→ EXERCISE DESCRIPTION:
What is needed here is a faithful repeat of every entry, with no character changed.

[Stored data]
//! Entity model: kinds, references, visible items, container identity,
//! and the folder parent links behind the circular-move guards.
//!
//! Data flows into this layer from the item provider (the rendering/data
//! layer supplies the visible rows of the current container plus folder
//! parent links) and out through [`crate::dispatch`] as mutation requests.

#[cfg(test)]
#[path = "entity_test.rs"]
mod entity_test;

use std::collections::{HashMap, HashSet};

use serde::{Deserialize, Serialize};
use uuid::Uuid;

use crate::geometry::Rect;

/// Unique identifier for a file, folder, or conversation.
pub type EntityId = Uuid;

/// Identifier of a folder container.
pub type FolderId = Uuid;

/// Identifier of a project.
pub type ProjectId = Uuid;

/// The kind of a workspace entity.
///
/// Kinds may share id values in the backing store; identity is always the
/// `(kind, id)` pair and every engine operation is kind-scoped.
#[derive(Debug, Clone, Copy, PartialEq, Eq, Hash, Serialize, Deserialize)]
#[serde(rename_all = "lowercase")]
pub enum EntityKind {
    File,
    Folder,
    Conversation,
}

impl EntityKind {
    /// All kinds, in the fixed order used for menus and iteration.
    pub const ALL: [EntityKind; 3] = [Self::File, Self::Folder, Self::Conversation];

    /// Lowercase singular label for user-visible text.
    #[must_use]
    pub fn label(self) -> &'static str {
        match self {
            Self::File => "file",
            Self::Folder => "folder",
            Self::Conversation => "conversation",
        }
    }

    /// Capitalized singular label for sentence-leading text.
    #[must_use]
    pub fn title(self) -> &'static str {
        match self {
            Self::File => "File",
            Self::Folder => "Folder",
            Self::Conversation => "Conversation",
        }
    }

    /// Lowercase plural label for user-visible text.
    #[must_use]
    pub fn label_plural(self) -> &'static str {
        match self {
            Self::File => "files",
            Self::Folder => "folders",
            Self::Conversation => "conversations",
        }
    }
}

/// A reference to a workspace entity as supplied by the item provider.
#[derive(Debug, Clone, Copy, PartialEq, Eq, Serialize, Deserialize)]
pub struct EntityRef {
    pub id: EntityId,
    pub kind: EntityKind,
    /// Containing folder; `None` for entities at the project root.
    pub parent_folder_id: Option<FolderId>,
    pub project_id: ProjectId,
}

/// A visible row in the container view.
///
/// `rect` is the row's bounding box in container-local, scroll-adjusted
/// coordinates, recomputed by the rendering layer after layout. `name` is
/// carried so folder duplication can derive a disambiguated copy name
/// without a second provider round-trip.
#[derive(Debug, Clone, PartialEq)]
pub struct Item {
    pub entity: EntityRef,
    pub name: String,
    pub rect: Rect,
}

/// The currently displayed container: a folder, or a project root when
/// `folder_id` is `None`. Selection does not survive a container change.
#[derive(Debug, Clone, Copy, PartialEq, Eq, Serialize, Deserialize)]
pub struct Container {
    pub project_id: ProjectId,
    pub folder_id: Option<FolderId>,
}

/// Folder parent links, as supplied by the item provider.
///
/// Backs the ancestor walk behind the circular move/paste guards: a folder
/// may not be dropped or pasted into itself or anything beneath it.
#[derive(Debug, Clone, Default)]
pub struct FolderTree {
    parents: HashMap<FolderId, Option<FolderId>>,
}

impl FolderTree {
    #[must_use]
    pub fn new() -> Self {
        Self::default()
    }

    /// Replace all parent links with a fresh provider snapshot.
    pub fn load(&mut self, parents: impl IntoIterator<Item = (FolderId, Option<FolderId>)>) {
        self.parents = parents.into_iter().collect();
    }

    /// Record or update a single folder's parent link.
    pub fn set_parent(&mut self, folder: FolderId, parent: Option<FolderId>) {
        self.parents.insert(folder, parent);
    }

    /// The parent of `folder`, or `None` when it sits at a project root
    /// or is unknown to the tree.
    #[must_use]
    pub fn parent(&self, folder: FolderId) -> Option<FolderId> {
        self.parents.get(&folder).copied().flatten()
    }

    /// Whether `folder` is one of `roots`, or lies anywhere beneath one.
    ///
    /// The walk visits each folder at most once, so a malformed parent map
    /// containing a cycle terminates instead of hanging.
    #[must_use]
    pub fn is_or_descends_from(&self, folder: FolderId, roots: &HashSet<FolderId>) -> bool {
        let mut seen = HashSet::new();
        let mut current = Some(folder);
        while let Some(f) = current {
            if roots.contains(&f) {
                return true;
            }
            if !seen.insert(f) {
                break;
            }
            current = self.parent(f);
        }
        false
    }
}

→ RESPONSE:
//! Entity model: kinds, references, visible items, container identity,
//! and the folder parent links behind the circular-move guards.
//!
//! Data flows into this layer from the item provider (the rendering/data
//! layer supplies the visible rows of the current container plus folder
//! parent links) and out through [`crate::dispatch`] as mutation requests.

#[cfg(test)]
#[path = "entity_test.rs"]
mod entity_test;

use std::collections::{HashMap, HashSet};

use serde::{Deserialize, Serialize};
use uuid::Uuid;

use crate::geometry::Rect;

/// Unique identifier for a file, folder, or conversation.
pub type EntityId = Uuid;

/// Identifier of a folder container.
pub type FolderId = Uuid;

/// Identifier of a project.
pub type ProjectId = Uuid;

/// The kind of a workspace entity.
///
/// Kinds may share id values in the backing store; identity is always the
/// `(kind, id)` pair and every engine operation is kind-scoped.
#[derive(Debug, Clone, Copy, PartialEq, Eq, Hash, Serialize, Deserialize)]
#[serde(rename_all = "lowercase")]
pub enum EntityKind {
    File,
    Folder,
    Conversation,
}

impl EntityKind {
    /// All kinds, in the fixed order used for menus and iteration.
    pub const ALL: [EntityKind; 3] = [Self::File, Self::Folder, Self::Conversation];

    /// Lowercase singular label for user-visible text.
    #[must_use]
    pub fn label(self) -> &'static str {
        match self {
            Self::File => "file",
            Self::Folder => "folder",
            Self::Conversation => "conversation",
        }
    }

    /// Capitalized singular label for sentence-leading text.
    #[must_use]
    pub fn title(self) -> &'static str {
        match self {
            Self::File => "File",
            Self::Folder => "Folder",
            Self::Conversation => "Conversation",
        }
    }

    /// Lowercase plural label for user-visible text.
    #[must_use]
    pub fn label_plural(self) -> &'static str {
        match self {
            Self::File => "files",
            Self::Folder => "folders",
            Self::Conversation => "conversations",
        }
    }
}

/// A reference to a workspace entity as supplied by the item provider.
#[derive(Debug, Clone, Copy, PartialEq, Eq, Serialize, Deserialize)]
pub struct EntityRef {
    pub id: EntityId,
    pub kind: EntityKind,
    /// Containing folder; `None` for entities at the project root.
    pub parent_folder_id: Option<FolderId>,
    pub project_id: ProjectId,
}

/// A visible row in the container view.
///
/// `rect` is the row's bounding box in container-local, scroll-adjusted
/// coordinates, recomputed by the rendering layer after layout. `name` is
/// carried so folder duplication can derive a disambiguated copy name
/// without a second provider round-trip.
#[derive(Debug, Clone, PartialEq)]
pub struct Item {
    pub entity: EntityRef,
    pub name: String,
    pub rect: Rect,
}

/// The currently displayed container: a folder, or a project root when
/// `folder_id` is `None`. Selection does not survive a container change.
#[derive(Debug, Clone, Copy, PartialEq, Eq, Serialize, Deserialize)]
pub struct Container {
    pub project_id: ProjectId,
    pub folder_id: Option<FolderId>,
}

/// Folder parent links, as supplied by the item provider.
///
/// Backs the ancestor walk behind the circular move/paste guards: a folder
/// may not be dropped or pasted into itself or anything beneath it.
#[derive(Debug, Clone, Default)]
pub struct FolderTree {
    parents: HashMap<FolderId, Option<FolderId>>,
}

impl FolderTree {
    #[must_use]
    pub fn new() -> Self {
        Self::default()
    }

    /// Replace all parent links with a fresh provider snapshot.
    pub fn load(&mut self, parents: impl IntoIterator<Item = (FolderId, Option<FolderId>)>) {
        self.parents = parents.into_iter().collect();
    }

    /// Record or update a single folder's parent link.
    pub fn set_parent(&mut self, folder: FolderId, parent: Option<FolderId>) {
        self.parents.insert(folder, parent);
    }

    /// The parent of `folder`, or `None` when it sits at a project root
    /// or is unknown to the tree.
    #[must_use]
    pub fn parent(&self, folder: FolderId) -> Option<FolderId> {
        self.parents.get(&folder).copied().flatten()
    }

    /// Whether `folder` is one of `roots`, or lies anywhere beneath one.
    ///
    /// The walk visits each folder at most once, so a malformed parent map
    /// containing a cycle terminates instead of hanging.
    #[must_use]
    pub fn is_or_descends_from(&self, folder: FolderId, roots: &HashSet<FolderId>) -> bool {
        let mut seen = HashSet::new();
        let mut current = Some(folder);
        while let Some(f) = current {
            if roots.contains(&f) {
                return true;
            }
            if !seen.insert(f) {
                break;
            }
            current = self.parent(f);
        }
        false
    }
}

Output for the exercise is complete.